» WORK INSTRUCTIONS:
Find each line of the material below in which the word "derivation" occurs, and return it.

*** RECORDS SUPPLIED ***

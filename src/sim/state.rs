//! Game state and core simulation types
//!
//! Everything a run needs lives here as plain values; the host reads it back
//! each frame through [`crate::frame::Frame`].

use std::sync::Arc;

use rand::SeedableRng;
use rand_pcg::Pcg32;
use serde::{Deserialize, Serialize};
use thiserror::Error;

use super::library::{LevelError, SegmentLibrary};
use super::player::{AnimationState, PlayerState};
use super::ramp::{DifficultyRamp, Laser};
use super::sequencer::SequenceError;
use super::window::{DropCue, SegmentId, StreamingWindow};
use crate::tuning::{RunConfig, TuningError};

/// Current phase of a run
#[derive(Debug, Clone, Copy, PartialEq, Eq, Serialize, Deserialize)]
pub enum GamePhase {
    /// Active gameplay
    Playing,
    /// Game is paused
    Paused,
    /// Player died; waiting for the scene to restart
    GameOver,
}

/// Why a run could not be started
#[derive(Debug, Error)]
pub enum RunError {
    #[error(transparent)]
    Config(#[from] TuningError),
    #[error(transparent)]
    Level(#[from] LevelError),
    #[error(transparent)]
    Sequence(#[from] SequenceError),
}

/// Things that happened during a tick, for the host to react to
#[derive(Debug, Clone, PartialEq, Serialize, Deserialize)]
pub enum GameEvent {
    SegmentAppended { segment: SegmentId, key: String },
    SegmentEvicted { segment: SegmentId },
    /// A segment started dropping in; the host tweens it and shakes the camera on landing
    SegmentDropping(DropCue),
    Jumped,
    Dashed,
    SpikeTriggered { segment: SegmentId, col: usize, row: usize },
    SlowRecovered,
    SpeedUp { nominal_speed: f32, laser_speed: f32 },
    Paused,
    Resumed,
    /// Fired exactly once per run
    Died { score: u64 },
    /// Follows `Died`: the scene should throw this run away
    RestartRequested,
}

/// Complete state of one run
#[derive(Debug, Clone)]
pub struct GameState {
    /// Run seed for reproducibility
    pub seed: u64,
    pub(crate) rng: Pcg32,
    pub(crate) library: Arc<SegmentLibrary>,
    pub config: RunConfig,
    pub phase: GamePhase,
    /// Simulation tick counter
    pub time_ticks: u64,
    pub player: PlayerState,
    pub laser: Laser,
    pub ramp: DifficultyRamp,
    pub window: StreamingWindow,
    pub score: u64,
    /// Events produced by the last tick
    pub events: Vec<GameEvent>,
    pub(crate) pause_held: bool,
}

impl GameState {
    /// Start a fresh run; the opening segments are streamed in immediately
    ///
    /// The config is validated and every template must match its segment
    /// width before anything is streamed.
    pub fn new(
        library: Arc<SegmentLibrary>,
        config: RunConfig,
        seed: u64,
    ) -> Result<Self, RunError> {
        config.validate()?;
        library.check_width(config.segment_width_tiles as usize)?;

        let mut state = Self {
            seed,
            rng: Pcg32::seed_from_u64(seed),
            player: PlayerState::new(config.player_start, config.initial_speed),
            laser: Laser::new(&config),
            ramp: DifficultyRamp::new(&config),
            window: StreamingWindow::new(),
            library,
            config,
            phase: GamePhase::Playing,
            time_ticks: 0,
            score: 0,
            events: Vec::new(),
            pause_held: false,
        };

        let appended = state.window.fill(
            &state.library,
            &state.config,
            &mut state.rng,
            state.player.position.x,
        )?;
        log::info!(
            "Run started (seed {}, {} segments streamed)",
            seed,
            appended.len()
        );
        Ok(state)
    }

    pub fn library(&self) -> &SegmentLibrary {
        &self.library
    }

    /// Camera width used for eviction
    pub fn camera_width(&self) -> f32 {
        self.config.trail_evict_threshold_px
    }

    /// Whether the fixed opening run is still being streamed
    pub fn is_opening_phase(&self) -> bool {
        self.window.appended() < self.config.opening_segments
    }

    pub fn animation_state(&self) -> AnimationState {
        self.player.animation_state(self.laser.x, &self.config)
    }

    pub fn died(&self) -> bool {
        self.events.iter().any(|e| matches!(e, GameEvent::Died { .. }))
    }
}

#[cfg(test)]
mod tests {
    use super::*;
    use crate::sim::library::SegmentTemplate;

    fn library(width: usize) -> Arc<SegmentLibrary> {
        Arc::new(
            SegmentLibrary::from_templates([SegmentTemplate::new(
                "start",
                vec![vec![2; width]; 17],
                vec!["start".to_string()],
            )])
            .unwrap(),
        )
    }

    #[test]
    fn test_rejects_invalid_config() {
        let config = RunConfig {
            spike_probability: 1.5,
            ..RunConfig::default()
        };
        let err = GameState::new(library(5), config, 1).unwrap_err();
        assert!(matches!(err, RunError::Config(TuningError::Invalid(_))));
    }

    #[test]
    fn test_rejects_mismatched_segment_width() {
        let err = GameState::new(library(4), RunConfig::default(), 1).unwrap_err();
        assert!(matches!(err, RunError::Level(LevelError::SegmentWidth { actual: 4, .. })));

        let config = RunConfig {
            segment_width_tiles: 4,
            ..RunConfig::default()
        };
        let state = GameState::new(library(4), config, 1).unwrap();
        assert_eq!(state.window.next_segment_position(), 12.0 * 64.0);
    }
}

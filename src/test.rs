//! Shared test utilities for building raw sheets and records.
//!
//! This module is only compiled when running tests (`#[cfg(test)]`).

use crate::model::{DayRecord, RawSheet};
use chrono::NaiveDate;

/// The canonical header row, in its canonical order.
pub(crate) const CANONICAL_HEADERS: [&str; 9] = [
    "Datum",
    "Umsatz_Speisen",
    "Umsatz_Getraenke",
    "EK_Speisen",
    "EK_Getraenke",
    "Personal_Service",
    "Personal_Kueche",
    "Stunden",
    "Gaeste",
];

/// Builds a raw sheet with the canonical header row and the given data rows.
pub(crate) fn full_sheet(rows: Vec<Vec<&str>>) -> RawSheet {
    let mut data = vec![CANONICAL_HEADERS.to_vec()];
    data.extend(rows);
    RawSheet::from_text_rows(data)
}

/// Builds a normalized day record. `values` follows the canonical numeric
/// column order: Umsatz_Speisen, Umsatz_Getraenke, EK_Speisen, EK_Getraenke,
/// Personal_Service, Personal_Kueche, Stunden, Gaeste.
pub(crate) fn day_record(date: &str, values: [f64; 8]) -> DayRecord {
    DayRecord {
        datum: Some(
            NaiveDate::parse_from_str(date, "%Y-%m-%d").expect("test dates must be ISO formatted"),
        ),
        umsatz_speisen: values[0],
        umsatz_getraenke: values[1],
        ek_speisen: values[2],
        ek_getraenke: values[3],
        personal_service: values[4],
        personal_kueche: values[5],
        stunden: values[6],
        gaeste: values[7],
    }
}
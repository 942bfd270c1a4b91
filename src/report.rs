//! Runs the full derivation pipeline and carries its results.

use crate::kpi::{self, DayReport};
use crate::model::RawSheet;
use crate::monthly::{self, MonthlySummary};
use crate::normalize::{self, Normalized, ValidationError, Warning};
use crate::utils::round2;
use chrono::NaiveDate;
use serde::{Deserialize, Serialize};
use tracing::debug;

/// The complete result of one pipeline run: the enriched per-day rows
/// (Tagesübersicht), the monthly rollup (Monatsübersicht), and any non-fatal
/// warnings gathered along the way.
///
/// Everything is rebuilt from scratch on every run; nothing persists.
#[derive(Debug, Clone, PartialEq, Serialize)]
pub struct Auswertung {
    pub days: Vec<DayReport>,
    pub months: Vec<MonthlySummary>,
    pub warnings: Vec<Warning>,
}

impl Auswertung {
    /// Runs normalization, KPI derivation, and monthly aggregation over the
    /// raw sheet, in that order. The only failures are the normalizer's.
    pub fn from_sheet(sheet: &RawSheet) -> Result<Self, ValidationError> {
        let Normalized { days, warnings } = normalize::normalize(sheet)?;
        let days = kpi::compute(days);
        let months = monthly::aggregate(&days);
        debug!(
            "derived {} day rows and {} month rows",
            days.len(),
            months.len()
        );
        Ok(Self {
            days,
            months,
            warnings,
        })
    }

    /// Headline figures for the most recent row. "Most recent" means the last
    /// row in upload order, not the latest date: these sheets get one row
    /// appended per day, so the last row is normally the newest.
    pub fn latest_summary(&self) -> Option<DaySummary> {
        self.days.last().map(DaySummary::for_report)
    }

    /// A copy with every numeric value rounded to two decimals, for display.
    pub fn rounded(&self) -> Self {
        Self {
            days: self.days.iter().map(DayReport::rounded).collect(),
            months: self.months.iter().map(MonthlySummary::rounded).collect(),
            warnings: self.warnings.clone(),
        }
    }
}

/// The four headline figures shown for the most recent day.
#[derive(Debug, Clone, PartialEq, Serialize, Deserialize)]
pub struct DaySummary {
    #[serde(rename = "Datum")]
    pub datum: Option<NaiveDate>,
    #[serde(rename = "Gesamtumsatz")]
    pub gesamtumsatz: f64,
    /// Blended cost-of-goods percentage across Speisen and Getraenke.
    #[serde(rename = "Wareneinsatz_%")]
    pub wareneinsatz_pct: f64,
    #[serde(rename = "Personalkosten_%")]
    pub personalkosten_pct: f64,
    #[serde(rename = "Betriebsergebnis")]
    pub betriebsergebnis: f64,
}

impl DaySummary {
    pub fn for_report(row: &DayReport) -> Self {
        let ek_gesamt = row.day.ek_speisen + row.day.ek_getraenke;
        let wareneinsatz_pct = if row.kpis.gesamtumsatz > 0.0 {
            ek_gesamt / row.kpis.gesamtumsatz * 100.0
        } else {
            0.0
        };
        Self {
            datum: row.day.datum,
            gesamtumsatz: row.kpis.gesamtumsatz,
            wareneinsatz_pct,
            personalkosten_pct: row.kpis.personalkosten_pct,
            betriebsergebnis: row.kpis.betriebsergebnis,
        }
    }

    /// A copy with every numeric value rounded to two decimals, for display.
    pub fn rounded(&self) -> Self {
        Self {
            datum: self.datum,
            gesamtumsatz: round2(self.gesamtumsatz),
            wareneinsatz_pct: round2(self.wareneinsatz_pct),
            personalkosten_pct: round2(self.personalkosten_pct),
            betriebsergebnis: round2(self.betriebsergebnis),
        }
    }
}
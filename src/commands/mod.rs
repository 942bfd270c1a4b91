//! Command handlers for the gastro CLI.
//!
//! This module contains implementations for all CLI subcommands.

mod report;
mod summary;

use serde::Serialize;
use std::fmt::Debug;
use tracing::{debug, info};

pub use report::report;
pub use summary::summary;

/// The output type for a command. This allows the command to return a consistent message and,
/// optionally, structured data to the command line interface.
#[derive(Debug, Clone, Serialize)]
pub struct Out<T>
where
    T: Serialize + Clone + Debug,
{
    /// A message that can be printed to the user regarding the outcome of the command execution.
    message: String,

    /// Any structured data that needs to be output from the call.
    structure: Option<T>,
}

impl<T, S> From<S> for Out<T>
where
    T: Debug + Clone + Serialize,
    S: Into<String>,
{
    fn from(value: S) -> Self {
        Out::new_message(value)
    }
}

impl<T> Out<T>
where
    T: Serialize + Clone + Debug,
{
    /// Create a new `Out` object that has `Some(structure)`.
    pub fn new<S>(message: S, structure: T) -> Self
    where
        S: Into<String>,
    {
        Self {
            message: message.into(),
            structure: Some(structure),
        }
    }

    /// Create a new `Out` object that has `None` for `structure`.
    pub fn new_message<S>(message: S) -> Self
    where
        S: Into<String>,
    {
        Self {
            message: message.into(),
            structure: None,
        }
    }

    /// Get the `message`.
    pub fn message(&self) -> &str {
        &self.message
    }

    /// Get the structured data stored in `structure`.
    pub fn structure(&self) -> Option<&T> {
        self.structure.as_ref()
    }

    /// Print the message to `info!` and the structured data (if it exists) as JSON to `debug!`.
    pub fn print(&self) {
        info!("{}", self.message);
        if let Some(structure) = self.structure() {
            if let Ok(json) = serde_json::to_string_pretty(structure) {
                debug!("Command output:\n\n{json}\n\n");
            }
        }
    }
}

/// Controls how the `report` command renders its output.
#[derive(
    Debug,
    Clone,
    Copy,
    PartialEq,
    Eq,
    Default,
    serde::Serialize,
    serde::Deserialize,
    clap::ValueEnum,
)]
#[serde(rename_all = "lowercase")]
pub enum Format {
    /// Human-readable markdown tables.
    #[default]
    Table,
    /// Machine-readable csv.
    Csv,
    /// The full report structure as pretty-printed JSON.
    Json,
}

serde_plain::derive_display_from_serialize!(Format);
serde_plain::derive_fromstr_from_deserialize!(Format);

/// Controls which tables the `report` command includes.
#[derive(
    Debug,
    Clone,
    Copy,
    PartialEq,
    Eq,
    Default,
    serde::Serialize,
    serde::Deserialize,
    clap::ValueEnum,
)]
#[serde(rename_all = "lowercase")]
pub enum View {
    /// Both the per-day table and the monthly rollup.
    #[default]
    All,
    /// Only the per-day table (Tagesübersicht).
    Days,
    /// Only the monthly rollup (Monatsübersicht).
    Months,
}

serde_plain::derive_display_from_serialize!(View);
serde_plain::derive_fromstr_from_deserialize!(View);
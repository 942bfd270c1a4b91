//! The `report` command: run the pipeline over one file and render the
//! per-day table, the monthly rollup, and any warnings.

use crate::args::ReportArgs;
use crate::commands::{Format, Out, View};
use crate::import;
use crate::kpi::DayReport;
use crate::monthly::MonthlySummary;
use crate::report::Auswertung;
use crate::utils::{fmt_date, fmt_num};
use crate::Result;

/// The column order of the Tagesübersicht: the canonical input columns
/// followed by the derived columns in derivation order.
const DAY_HEADERS: [&str; 20] = [
    "Datum",
    "Umsatz_Speisen",
    "Umsatz_Getraenke",
    "EK_Speisen",
    "EK_Getraenke",
    "Personal_Service",
    "Personal_Kueche",
    "Stunden",
    "Gaeste",
    "Gesamtumsatz",
    "Wareneinsatz_Speisen",
    "Wareneinsatz_Getraenke",
    "Wareneinsatz_%_Speisen",
    "Wareneinsatz_%_Getraenke",
    "Personal_Gesamt",
    "Personalkosten_%",
    "Umsatz_pro_Stunde",
    "Umsatz_pro_Gast",
    "Deckungsbeitrag",
    "Betriebsergebnis",
];

const MONTH_HEADERS: [&str; 20] = [
    "Monat",
    "Umsatz_Speisen",
    "Umsatz_Getraenke",
    "EK_Speisen",
    "EK_Getraenke",
    "Personal_Service",
    "Personal_Kueche",
    "Stunden",
    "Gaeste",
    "Gesamtumsatz",
    "Wareneinsatz_Speisen",
    "Wareneinsatz_Getraenke",
    "Wareneinsatz_%_Speisen",
    "Wareneinsatz_%_Getraenke",
    "Personal_Gesamt",
    "Personalkosten_%",
    "Umsatz_pro_Stunde",
    "Umsatz_pro_Gast",
    "Deckungsbeitrag",
    "Betriebsergebnis",
];

/// Reads the file, runs the pipeline, and renders the result in the requested
/// format. Warnings ride along in the rendered message and in the structure.
pub fn report(args: &ReportArgs) -> Result<Out<Auswertung>> {
    let sheet = import::read_sheet(args.file())?;
    let auswertung = Auswertung::from_sheet(&sheet)?;
    let rounded = auswertung.rounded();

    let message = match args.format() {
        Format::Table => render_tables(&auswertung, args.view()),
        Format::Csv => render_csv(&auswertung, args.view())?,
        Format::Json => render_json(&rounded, args.view())?,
    };

    Ok(Out::new(message, rounded))
}

fn day_row(row: &DayReport, num: fn(f64) -> String) -> Vec<String> {
    vec![
        fmt_date(row.day.datum),
        num(row.day.umsatz_speisen),
        num(row.day.umsatz_getraenke),
        num(row.day.ek_speisen),
        num(row.day.ek_getraenke),
        num(row.day.personal_service),
        num(row.day.personal_kueche),
        num(row.day.stunden),
        num(row.day.gaeste),
        num(row.kpis.gesamtumsatz),
        num(row.kpis.wareneinsatz_speisen),
        num(row.kpis.wareneinsatz_getraenke),
        num(row.kpis.wareneinsatz_pct_speisen),
        num(row.kpis.wareneinsatz_pct_getraenke),
        num(row.kpis.personal_gesamt),
        num(row.kpis.personalkosten_pct),
        num(row.kpis.umsatz_pro_stunde),
        num(row.kpis.umsatz_pro_gast),
        num(row.kpis.deckungsbeitrag),
        num(row.kpis.betriebsergebnis),
    ]
}

fn month_row(row: &MonthlySummary, num: fn(f64) -> String) -> Vec<String> {
    vec![
        row.monat.to_string(),
        num(row.totals.umsatz_speisen),
        num(row.totals.umsatz_getraenke),
        num(row.totals.ek_speisen),
        num(row.totals.ek_getraenke),
        num(row.totals.personal_service),
        num(row.totals.personal_kueche),
        num(row.totals.stunden),
        num(row.totals.gaeste),
        num(row.totals.gesamtumsatz),
        num(row.totals.wareneinsatz_speisen),
        num(row.totals.wareneinsatz_getraenke),
        num(row.totals.wareneinsatz_pct_speisen),
        num(row.totals.wareneinsatz_pct_getraenke),
        num(row.totals.personal_gesamt),
        num(row.totals.personalkosten_pct),
        num(row.totals.umsatz_pro_stunde),
        num(row.totals.umsatz_pro_gast),
        num(row.totals.deckungsbeitrag),
        num(row.totals.betriebsergebnis),
    ]
}

fn render_tables(auswertung: &Auswertung, view: View) -> String {
    let mut sections = Vec::new();

    if matches!(view, View::All | View::Days) {
        let rows: Vec<Vec<String>> = auswertung
            .days
            .iter()
            .map(|row| day_row(row, fmt_num))
            .collect();
        sections.push(format!(
            "Tagesübersicht\n\n{}",
            markdown_table(&DAY_HEADERS, &rows)
        ));
    }

    if matches!(view, View::All | View::Months) {
        let rows: Vec<Vec<String>> = auswertung
            .months
            .iter()
            .map(|row| month_row(row, fmt_num))
            .collect();
        sections.push(format!(
            "Monatsübersicht\n\n{}",
            markdown_table(&MONTH_HEADERS, &rows)
        ));
    }

    if !auswertung.warnings.is_empty() {
        let lines: Vec<String> = auswertung
            .warnings
            .iter()
            .map(|w| format!("- {w}"))
            .collect();
        sections.push(format!("Warnings\n\n{}", lines.join("\n")));
    }

    sections.join("\n\n")
}

fn render_csv(auswertung: &Auswertung, view: View) -> Result<String> {
    fn plain(value: f64) -> String {
        format!("{value:.2}")
    }

    let mut sections = Vec::new();

    if matches!(view, View::All | View::Days) {
        let rows: Vec<Vec<String>> = auswertung
            .days
            .iter()
            .map(|row| day_row(row, plain))
            .collect();
        sections.push(csv_section(&DAY_HEADERS, &rows)?);
    }

    if matches!(view, View::All | View::Months) {
        let rows: Vec<Vec<String>> = auswertung
            .months
            .iter()
            .map(|row| month_row(row, plain))
            .collect();
        sections.push(csv_section(&MONTH_HEADERS, &rows)?);
    }

    Ok(sections.join("\n"))
}

fn render_json(rounded: &Auswertung, view: View) -> Result<String> {
    let value = match view {
        View::All => serde_json::to_value(rounded)?,
        View::Days => serde_json::to_value(&rounded.days)?,
        View::Months => serde_json::to_value(&rounded.months)?,
    };
    Ok(serde_json::to_string_pretty(&value)?)
}

fn csv_section(headers: &[&str], rows: &[Vec<String>]) -> Result<String> {
    let mut buffer = Vec::new();
    {
        let mut writer = csv::Writer::from_writer(&mut buffer);
        writer.write_record(headers)?;
        for row in rows {
            writer.write_record(row)?;
        }
        writer.flush()?;
    }
    Ok(String::from_utf8(buffer)?)
}

/// Renders a markdown table with padded columns: the first column is
/// left-aligned (dates and month keys), the rest are right-aligned numbers.
fn markdown_table(headers: &[&str], rows: &[Vec<String>]) -> String {
    let mut widths: Vec<usize> = headers.iter().map(|h| h.len()).collect();
    for row in rows {
        for (ix, cell) in row.iter().enumerate() {
            if cell.len() > widths[ix] {
                widths[ix] = cell.len();
            }
        }
    }

    let mut lines = Vec::with_capacity(rows.len() + 2);

    let header_cells: Vec<String> = headers
        .iter()
        .enumerate()
        .map(|(ix, h)| pad(h, widths[ix], ix == 0))
        .collect();
    lines.push(format!("| {} |", header_cells.join(" | ")));

    let separator_cells: Vec<String> = widths.iter().map(|w| "-".repeat(*w)).collect();
    lines.push(format!("| {} |", separator_cells.join(" | ")));

    for row in rows {
        let cells: Vec<String> = row
            .iter()
            .enumerate()
            .map(|(ix, cell)| pad(cell, widths[ix], ix == 0))
            .collect();
        lines.push(format!("| {} |", cells.join(" | ")));
    }

    lines.join("\n")
}

fn pad(text: &str, width: usize, left_align: bool) -> String {
    if left_align {
        format!("{text:<width$}")
    } else {
        format!("{text:>width$}")
    }
}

***

» WRITTEN ANSWER:
//! Runs the full derivation pipeline and carries its results.
    /// Runs normalization, KPI derivation, and monthly aggregation over the
/// followed by the derived columns in derivation order.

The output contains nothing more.